Transforming Data with ItemProcessor: Validation, Filtering, and Enrichment
Introduction
ItemProcessor<I, O> sits between the reader and the writer. It receives one item at a time and returns a transformed item — or null to filter the item out entirely. Processors are optional: if your job reads and writes the same type with no transformation needed, you can omit them.
The processor interface is one method:
public interface ItemProcessor<I, O> {
O process(I item) throws Exception;
}
Return a processed item to pass it to the writer.

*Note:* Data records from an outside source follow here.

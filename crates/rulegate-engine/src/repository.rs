//! Persistence collaborator for finished execution results.

use async_trait::async_trait;

use rulegate_types::PolicyExecutionResult;

/// Sink for execution results, invoked once per whole-policy execution.
///
/// The engine treats any fault from [`persist_results`] as non-fatal: it is
/// logged at error level and the execution result is still returned to the
/// caller unaffected. Implementations must be safe for concurrent invocation
/// if the owning manager is shared across callers.
///
/// [`persist_results`]: PolicyResultsRepository::persist_results
#[async_trait]
pub trait PolicyResultsRepository<T>: Send + Sync {
    async fn persist_results(
        &self,
        request: &T,
        results: &PolicyExecutionResult,
    ) -> anyhow::Result<()>;
}

/// Default repository: discards results.
#[derive(Clone, Copy, Debug, Default)]
pub struct DefaultResultsRepository;

#[async_trait]
impl<T: Send + Sync> PolicyResultsRepository<T> for DefaultResultsRepository {
    async fn persist_results(
        &self,
        _request: &T,
        results: &PolicyExecutionResult,
    ) -> anyhow::Result<()> {
        tracing::debug!("discarding execution results for [{}]", results.rule_context_id);
        Ok(())
    }
}
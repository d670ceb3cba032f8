//! Sample mortgage-eligibility policy.
//!
//! A realistic policy of six rules over a [`MortgageApplication`], with
//! per-product thresholds (first-time buyer vs buy-to-let) stored in a
//! nested lookup. Used by the CLI and as an integration-test substrate;
//! nothing in here is required to embed the engine.

#![forbid(unsafe_code)]

pub mod application;
pub mod policy;

pub use application::MortgageApplication;
pub use policy::{mortgage_lookups, mortgage_policy};
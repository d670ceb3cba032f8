//! Stable identifiers for report schemas and telemetry keys.

/// Schema identifier stamped into every report envelope.
pub const SCHEMA_REPORT_V1: &str = "rulegate.report.v1";

/// Tool name stamped into report envelopes.
pub const TOOL_NAME: &str = "rulegate";

/// Histogram recording whole-policy execution time, labelled by `policy_id`.
pub const METRIC_POLICY_DURATION_MS: &str = "rulegate.policy.duration_ms";

/// Histogram recording per-rule execution time, labelled by `policy_id` and
/// `rule_id`.
pub const METRIC_RULE_DURATION_MS: &str = "rulegate.rule.duration_ms";
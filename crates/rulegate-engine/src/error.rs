//! Error taxonomy for the engine.
//!
//! Faults raised by rule *logic* never appear here — they are captured into
//! the rule's execution result. These types cover misuse of the API surface
//! itself.

use thiserror::Error;

/// Configuration errors surfaced by [`crate::PolicyManager`].
#[derive(Debug, Error)]
pub enum EngineError {
    /// Single-rule execution was requested for an id the policy does not
    /// contain.
    #[error("no rule with id [{rule_id}] was found")]
    RuleNotFound { rule_id: String },
}

/// Input validation errors raised by [`crate::NestedLookup`].
///
/// These are programming errors on the caller's side and are raised
/// synchronously, never caught internally.
#[derive(Debug, Error, PartialEq, Eq)]
pub enum LookupError {
    /// An item was inserted with an empty key path.
    #[error("lookup key paths cannot be empty")]
    EmptyKeyPath,

    /// The stored value's kind cannot be coerced to the requested type.
    #[error("stored {from} value cannot be coerced to {to}")]
    Coercion {
        from: &'static str,
        to: &'static str,
    },
}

Return null to skip it — the item is counted in filter_count in BATCH_STEP_EXECUTION and never reaches the writer.
Validation
Bean Validation with @Valid
The easiest validation approach combines Jakarta Bean Validation annotations on your domain object with Spring’s ValidatingItemProcessor.
Add the validator dependency:
<dependency>
<groupId>org.springframework.boot</groupId>
<artifactId>spring-boot-starter-validation</artifactId>
</dependency>
Annotate your domain object:
@Data
public class Order {
@NotNull
private Long customerId;
@NotNull
@DecimalMin(value = "0.01", message = "Amount must be positive")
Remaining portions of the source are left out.